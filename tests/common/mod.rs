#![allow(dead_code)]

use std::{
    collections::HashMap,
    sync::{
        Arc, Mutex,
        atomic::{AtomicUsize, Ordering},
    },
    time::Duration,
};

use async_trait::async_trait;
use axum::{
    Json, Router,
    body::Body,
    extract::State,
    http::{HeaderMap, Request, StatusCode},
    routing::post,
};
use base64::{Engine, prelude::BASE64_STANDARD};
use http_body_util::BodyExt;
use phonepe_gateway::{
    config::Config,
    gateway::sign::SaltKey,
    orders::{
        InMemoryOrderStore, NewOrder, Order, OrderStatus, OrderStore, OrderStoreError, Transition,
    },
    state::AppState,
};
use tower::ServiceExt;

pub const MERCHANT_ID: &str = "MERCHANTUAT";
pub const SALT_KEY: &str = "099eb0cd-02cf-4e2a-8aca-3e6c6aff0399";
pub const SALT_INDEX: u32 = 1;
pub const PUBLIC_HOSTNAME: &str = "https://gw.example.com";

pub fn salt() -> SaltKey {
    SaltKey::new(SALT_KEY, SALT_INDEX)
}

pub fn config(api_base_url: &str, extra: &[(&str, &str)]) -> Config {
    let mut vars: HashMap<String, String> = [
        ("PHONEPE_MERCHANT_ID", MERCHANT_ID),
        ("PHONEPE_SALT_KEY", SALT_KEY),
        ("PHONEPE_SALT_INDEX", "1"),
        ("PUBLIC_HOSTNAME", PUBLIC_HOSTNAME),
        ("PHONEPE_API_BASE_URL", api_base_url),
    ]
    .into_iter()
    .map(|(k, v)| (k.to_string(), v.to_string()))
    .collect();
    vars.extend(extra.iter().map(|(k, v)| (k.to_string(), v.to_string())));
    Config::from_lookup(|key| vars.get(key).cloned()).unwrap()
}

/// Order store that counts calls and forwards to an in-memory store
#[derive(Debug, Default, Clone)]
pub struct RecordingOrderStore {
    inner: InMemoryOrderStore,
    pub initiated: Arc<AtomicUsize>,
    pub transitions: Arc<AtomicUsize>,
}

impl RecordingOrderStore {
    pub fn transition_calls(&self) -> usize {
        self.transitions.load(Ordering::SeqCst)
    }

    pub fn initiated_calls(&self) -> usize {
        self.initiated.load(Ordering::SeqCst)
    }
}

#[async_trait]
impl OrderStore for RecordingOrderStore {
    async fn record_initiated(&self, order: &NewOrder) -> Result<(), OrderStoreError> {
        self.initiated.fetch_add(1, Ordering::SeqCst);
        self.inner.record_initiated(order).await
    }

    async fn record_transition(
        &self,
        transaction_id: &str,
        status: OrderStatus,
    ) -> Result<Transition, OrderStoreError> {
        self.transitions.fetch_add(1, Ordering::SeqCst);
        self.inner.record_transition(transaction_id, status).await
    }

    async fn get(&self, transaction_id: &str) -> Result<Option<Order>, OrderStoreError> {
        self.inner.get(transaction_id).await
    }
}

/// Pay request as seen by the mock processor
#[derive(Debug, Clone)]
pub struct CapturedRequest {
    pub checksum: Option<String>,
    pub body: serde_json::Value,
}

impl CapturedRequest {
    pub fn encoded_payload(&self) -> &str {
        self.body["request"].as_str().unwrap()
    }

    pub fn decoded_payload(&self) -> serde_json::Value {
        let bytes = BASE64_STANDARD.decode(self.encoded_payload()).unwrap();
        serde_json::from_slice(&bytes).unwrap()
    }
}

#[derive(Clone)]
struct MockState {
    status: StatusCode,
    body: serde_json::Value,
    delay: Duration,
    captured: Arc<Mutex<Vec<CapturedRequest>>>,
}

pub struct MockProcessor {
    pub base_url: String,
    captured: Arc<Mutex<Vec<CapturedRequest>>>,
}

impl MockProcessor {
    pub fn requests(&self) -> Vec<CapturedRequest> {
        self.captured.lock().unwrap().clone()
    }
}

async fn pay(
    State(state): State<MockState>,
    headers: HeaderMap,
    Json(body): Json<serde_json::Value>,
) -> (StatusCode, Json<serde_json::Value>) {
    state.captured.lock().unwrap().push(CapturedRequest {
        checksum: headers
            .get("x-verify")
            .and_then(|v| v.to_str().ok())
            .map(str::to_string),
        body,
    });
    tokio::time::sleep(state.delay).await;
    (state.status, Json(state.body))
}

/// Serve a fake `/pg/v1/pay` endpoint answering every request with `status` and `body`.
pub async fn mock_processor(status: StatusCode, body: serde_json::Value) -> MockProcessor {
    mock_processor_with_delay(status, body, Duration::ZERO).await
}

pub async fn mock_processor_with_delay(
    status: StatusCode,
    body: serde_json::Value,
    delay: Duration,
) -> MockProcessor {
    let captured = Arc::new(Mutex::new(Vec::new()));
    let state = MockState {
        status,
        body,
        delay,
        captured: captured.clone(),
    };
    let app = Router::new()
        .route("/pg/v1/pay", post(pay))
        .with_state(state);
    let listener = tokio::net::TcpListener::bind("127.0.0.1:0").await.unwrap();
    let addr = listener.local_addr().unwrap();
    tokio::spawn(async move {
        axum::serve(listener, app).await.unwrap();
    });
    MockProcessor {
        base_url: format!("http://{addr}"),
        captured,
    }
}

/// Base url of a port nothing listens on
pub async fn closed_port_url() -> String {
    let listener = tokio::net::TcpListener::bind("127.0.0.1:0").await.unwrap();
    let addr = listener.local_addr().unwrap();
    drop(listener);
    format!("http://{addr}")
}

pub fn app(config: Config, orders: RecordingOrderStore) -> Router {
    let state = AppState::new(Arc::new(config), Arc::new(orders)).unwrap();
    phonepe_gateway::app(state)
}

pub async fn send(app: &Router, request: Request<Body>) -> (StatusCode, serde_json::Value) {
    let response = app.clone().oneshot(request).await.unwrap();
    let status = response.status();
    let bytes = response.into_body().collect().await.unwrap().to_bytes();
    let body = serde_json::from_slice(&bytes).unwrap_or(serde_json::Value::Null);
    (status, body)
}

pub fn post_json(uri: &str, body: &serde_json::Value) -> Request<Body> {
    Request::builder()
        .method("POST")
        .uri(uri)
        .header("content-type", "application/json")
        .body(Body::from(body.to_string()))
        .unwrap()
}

**Required work**.
Copy out, exactly and alone, the lines of the entries above between the ones holding "pub async fn closed_port_url()" and "pub fn app(config: Config, orders: RecordingOrderStore)", inclusive.

**Task response**.
pub async fn closed_port_url() -> String {
    let listener = tokio::net::TcpListener::bind("127.0.0.1:0").await.unwrap();
    let addr = listener.local_addr().unwrap();
    drop(listener);
    format!("http://{addr}")
}

pub fn app(config: Config, orders: RecordingOrderStore) -> Router {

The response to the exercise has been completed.